PCA chief executive, Ken Morrison

Meanwhile the Property Council of Australia (PCA) has welcomed the Federal Government’s commitment to double the size of its Home Guarantee Scheme as a very positive announcement, but continues to urge the Government to do more to tackle housing supply to address affordability problems. 

PCA chief executive, Ken Morrison said the announcement would do more to help more aspiring homebuyers overcome the widening deposit gap.

“The Home Guarantee Scheme has been a successful program in helping eligible first home buyers get into the market, and it is welcome news to see its scope expanded so significantly,” Mr Morrison said.

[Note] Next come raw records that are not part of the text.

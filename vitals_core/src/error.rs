//! Error types for the vitals_core library.

use std::io;

/// Result type alias using our Error type
pub type Result<T> = std::result::Result<T, Error>;

/// Core error type for vitals_core operations
#[derive(Debug, thiserror::Error)]
pub enum Error {
    /// IO error occurred
    #[error("IO error: {0}")]
    Io(#[from] io::Error),

    /// JSON serialization/deserialization error
    #[error("JSON error: {0}")]
    Json(#[from] serde_json::Error),

    /// CSV error
    #[error("CSV error: {0}")]
    Csv(#[from] csv::Error),

    /// TOML parsing error
    #[error("TOML error: {0}")]
    Toml(#[from] toml::de::Error),

    /// Configuration validation error
    #[error("Configuration error: {0}")]
    Config(String),

    /// Rejected input: missing date, negative reading, nothing to record
    #[error("Validation error: {0}")]
    Validation(String),

    /// Payload is not a recognizable record collection
    #[error("Format error: {0}")]
    Format(String),

    /// Generic error
    #[error("{0}")]
    Other(String),
}

impl Error {
    pub(crate) fn validation(msg: impl Into<String>) -> Self {
        Error::Validation(msg.into())
    }

    pub(crate) fn format(msg: impl Into<String>) -> Self {
        Error::Format(msg.into())
    }
}
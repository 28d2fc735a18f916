#![forbid(unsafe_code)]

//! Core domain model and business logic for the Vitals health log.
//!
//! This crate provides:
//! - Domain types (health records, metrics, entry drafts)
//! - Persistence (key-value backends, record store with merge-on-save)
//! - Backup import/export
//! - Derived views (time windows, statistics, day status, chart series)
//! - CSV reports and user preferences

pub mod types;
pub mod error;
pub mod config;
pub mod logging;
pub mod backend;
pub mod store;
pub mod codec;
pub mod window;
pub mod stats;
pub mod chart;
pub mod report;
pub mod prefs;
pub mod confirm;

// Re-export commonly used types
pub use error::{Error, Result};
pub use types::*;
pub use config::Config;
pub use backend::{FileStore, KeyValueStore, MemoryStore, WriteLock};
pub use store::RecordStore;
pub use codec::{backup_file_name, ImportSummary};
pub use window::{filter_by_window, Window};
pub use stats::{aggregate, classify_day, status_for_date, DerivedStats, HealthStatus, Severity};
pub use chart::{chart_series, ChartSeries};
pub use report::{report_file_name, write_report};
pub use prefs::{Preferences, Theme};
pub use confirm::{AutoConfirm, Confirm};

“Bridging the deposit gap is a huge hurdle for many aspiring homeowners and this scheme helps people address this while being appropriately targeted.

“While we warmly welcome this scheme, it is a demand-side measure and won’t in itself do anything to ease supply-side pressures which are a main driver of affordability issues.

 “The Government’s own forecasts from the National Housing Finance and Investment Corporation predict that housing supply was set to drop by 35 per cent right at the time population growth would resume, leading to a deficit of 163,400 homes by 2032.

Mr Morrison said new Property Council research also showed that the public’s concern over housing affordability had leapt and voters expected national action with 70 per cent of Australians now believe the great Australian dream of home ownership is out of reach for most people.

A further 90 of aspiring homeowners say it will be one of the most important issues in deciding their vote at the federal election.

The research also showed almost three quarters of voters supported, (with 42 per cent strongly supporting) the Federal Government working with the states to get more housing built where people needed it. 

The research coincides with a new Property Council campaign – entitled ‘Our Dream’ – which aims to draw attention to the plight of first home buyers and encourage all levels of government to get on with tackling the worsening crisis.